The Fort Collins node of NASA DEVELOP, an interdisciplinary capacity building program of NASA’s Applied Sciences, has used the LandsatLinkr utility in multiple ten week projects to tackle tasks like fire history mapping and disturbance reconstruction over multiple decades. The node used the tool when it was first released to map a fire history in Ethiopia’s Bale Mountains National Park. Before a resource like LandsatLinkr was available, attempting to use data from the entire Landsat archive in a time series would have been next to impossible in the short time frame of a DEVELOP project.

LandsatLinkr significantly expedited image processing and supplied a spectrally consistent product that allowed the teams to evaluate fire occurrence and return intervals for the park over a multi decade time period. In addition to being a powerful analytical tool, node staff have also found the tool to be valuable resource for teaching the fundamentals of remote sensing and Landsat. Since the tool uses the entire Landsat archive, the workflow of LandsatLinkr spurs the participants to learn the specifications of each sensor and how they change through time, where and how to obtain Landsat imagery, and to consider the more technical details of using the Landsat archive to detect change over time. 

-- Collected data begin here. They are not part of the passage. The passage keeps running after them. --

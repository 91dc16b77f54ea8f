//! Link list persistence.
//!
//! A link file records the outcome of resolution so downloads can run later
//! without resolving again. The format is line based:
//!
//! ```text
//! # indexdl link list: keyword<TAB>url
//! super game usa	https://example.org/Super%20Game%20(USA).zip
//! #alt	0.833	https://example.org/Super%20Game%20(Europe).zip
//! #unmatched	zzzznonexistent
//! ```
//!
//! Lines starting with `#` are comments; `#alt` lines list runner-up
//! candidates for manual review. A keyword that itself starts with `#` or
//! `\` is written with a leading `\` so it is not mistaken for a comment.
//!
//! The reader also accepts the older layout of `--- keyword ---` headers
//! followed by bare URLs.

use std::path::{Path, PathBuf};

use thiserror::Error;
use tracing::debug;
use url::Url;

use super::{ResolutionReport, ResolvedLink};

const HEADER: &str = "# indexdl link list: keyword<TAB>url";

/// Errors reading or writing link files.
#[derive(Debug, Error)]
pub enum LinkFileError {
    /// The file could not be read or written.
    #[error("IO error on link file {path}: {source}")]
    Io {
        /// Link file path.
        path: PathBuf,
        /// The underlying IO error.
        #[source]
        source: std::io::Error,
    },

    /// A line could not be interpreted.
    #[error("malformed link file line {line}: {reason}")]
    Malformed {
        /// 1-based line number.
        line: usize,
        /// What was wrong with it.
        reason: String,
    },
}

/// Renders a resolution report in link file format.
#[must_use]
pub fn render_link_file(report: &ResolutionReport) -> String {
    let mut out = String::from(HEADER);
    out.push('\n');

    for resolution in &report.resolutions {
        let keyword = escape_keyword(&resolution.link.keyword.replace('\t', " "));
        if resolution.link.matched {
            out.push_str(&format!("{keyword}\t{}\n", resolution.link.url));
            for alt in resolution.alternatives() {
                out.push_str(&format!("#alt\t{:.3}\t{}\n", alt.score, alt.entry.url));
            }
        } else {
            out.push_str(&format!("#unmatched\t{keyword}\n"));
        }
    }
    out
}

/// Writes a resolution report to `path`.
///
/// # Errors
///
/// Returns [`LinkFileError::Io`] if the file cannot be written.
pub fn write_link_file(path: &Path, report: &ResolutionReport) -> Result<(), LinkFileError> {
    std::fs::write(path, render_link_file(report)).map_err(|source| LinkFileError::Io {
        path: path.to_path_buf(),
        source,
    })?;
    debug!(path = %path.display(), links = report.matched_count(), "wrote link file");
    Ok(())
}

/// Parses link file text into matched links, in file order.
///
/// Links read from a file carry a score of `1.0`: they were either chosen by a
/// previous resolution or edited by hand.
///
/// # Errors
///
/// Returns [`LinkFileError::Malformed`] for lines whose URL is not an absolute
/// `http`/`https` URL, or that are neither comments, headers nor links.
pub fn parse_link_file(text: &str) -> Result<Vec<ResolvedLink>, LinkFileError> {
    let mut links = Vec::new();
    let mut current_keyword: Option<String> = None;

    for (index, raw_line) in text.lines().enumerate() {
        let line_no = index + 1;
        let line = raw_line.trim();
        if line.is_empty() || line.starts_with('#') {
            continue;
        }

        if let Some(keyword) = legacy_header(line) {
            current_keyword = Some(keyword.to_string());
            continue;
        }

        let (keyword, url) = match line.split_once('\t') {
            Some((keyword, url)) => (unescape_keyword(keyword.trim()).to_string(), url.trim()),
            None if looks_like_url(line) => {
                let keyword = current_keyword
                    .clone()
                    .unwrap_or_else(|| keyword_from_url(line));
                (keyword, line)
            }
            None => {
                return Err(LinkFileError::Malformed {
                    line: line_no,
                    reason: "expected `keyword<TAB>url` or a bare URL".to_string(),
                });
            }
        };

        validate_url(url).map_err(|reason| LinkFileError::Malformed {
            line: line_no,
            reason,
        })?;
        links.push(ResolvedLink::matched(keyword, url, 1.0));
    }

    Ok(links)
}

/// Reads and parses a link file.
///
/// # Errors
///
/// Returns [`LinkFileError::Io`] if the file cannot be read and
/// [`LinkFileError::Malformed`] for invalid lines.
pub fn read_link_file(path: &Path) -> Result<Vec<ResolvedLink>, LinkFileError> {
    let text = std::fs::read_to_string(path).map_err(|source| LinkFileError::Io {
        path: path.to_path_buf(),
        source,
    })?;
    parse_link_file(&text)
}

fn escape_keyword(keyword: &str) -> String {
    if keyword.starts_with(['#', '\\']) {
        format!("\\{keyword}")
    } else {
        keyword.to_string()
    }
}

fn unescape_keyword(keyword: &str) -> &str {
    keyword
        .strip_prefix('\\')
        .filter(|rest| rest.starts_with(['#', '\\']))
        .unwrap_or(keyword)
}

fn legacy_header(line: &str) -> Option<&str> {
    let inner = line.strip_prefix("---")?.strip_suffix("---")?.trim();
    (!inner.is_empty()).then_some(inner)
}

fn looks_like_url(line: &str) -> bool {
    line.starts_with("http://") || line.starts_with("https://")
}

fn validate_url(url: &str) -> Result<(), String> {
    let parsed = Url::parse(url).map_err(|e| format!("invalid URL '{url}': {e}"))?;
    if matches!(parsed.scheme(), "http" | "https") {
        Ok(())
    } else {
        Err(format!("unsupported URL scheme '{}'", parsed.scheme()))
    }
}

fn keyword_from_url(url: &str) -> String {
    let segment = url
        .trim_end_matches('/')
        .rsplit('/')
        .next()
        .unwrap_or(url);
    urlencoding::decode(segment)
        .map(|decoded| decoded.into_owned())
        .unwrap_or_else(|_| segment.to_string())
}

The image below was derived from a scene captured by the Landsat 5 Thematic Mapper (TM) sensor on March 9, 2000, and processed using the LandsatLinkr R package. In this image, the Harenna Forest on the southern side of the Bale escarpment is shown in turquoise, the Afro-alpine soil and vegetation on the escarpment is shown in red tones, and the burned areas can be seen as dark blue pathces in the blue shrubland zone between the forest and alpine areas. Smoke from an acitve fire is visible in pink near the center of the image. This image, in conjunction with data from previous and subsequent years, can be used to examine historical fire patterns and to help develop environmental management strategies for anthropogenic burning in the Bale Mountains.

Composited Tasseled Cap brightness, greenness, and wetness image of the Bale Mountains, Ethiopia

Additional examples of LandsatLinkr applications

The top row of the figure below shows the MSS TC planes for a Landsat image while the bottom row are the TC planes for the coincident TM image. As you can see, the distribution of pixel values between the images for each TC plane are very similar. The greatest deviation is for TC wetness, which is heavily weighted by short-wave infrared, which MSS data does not contain (is it modeled in the LLR process). 

Tassel Cap Planes for Landsat MSS and TM images

The next example illustrates how MSS and TM Tasseled Cap brightness, greenness, and wetness, shown respectively as red, green, and blue, exhibit close similarity between the coincident images.

Landsat MSS  and TM Tasseled Cap indices

A particular pixel's spectral-temporal chronology, illustrated in the figure below shows a forest pixel that is greening up, followed by a major disturbance around 2005-2006 (likely a harvest), and then subsequent vegetation regrowth (note the smooth, blended transition between sensors and their overlap).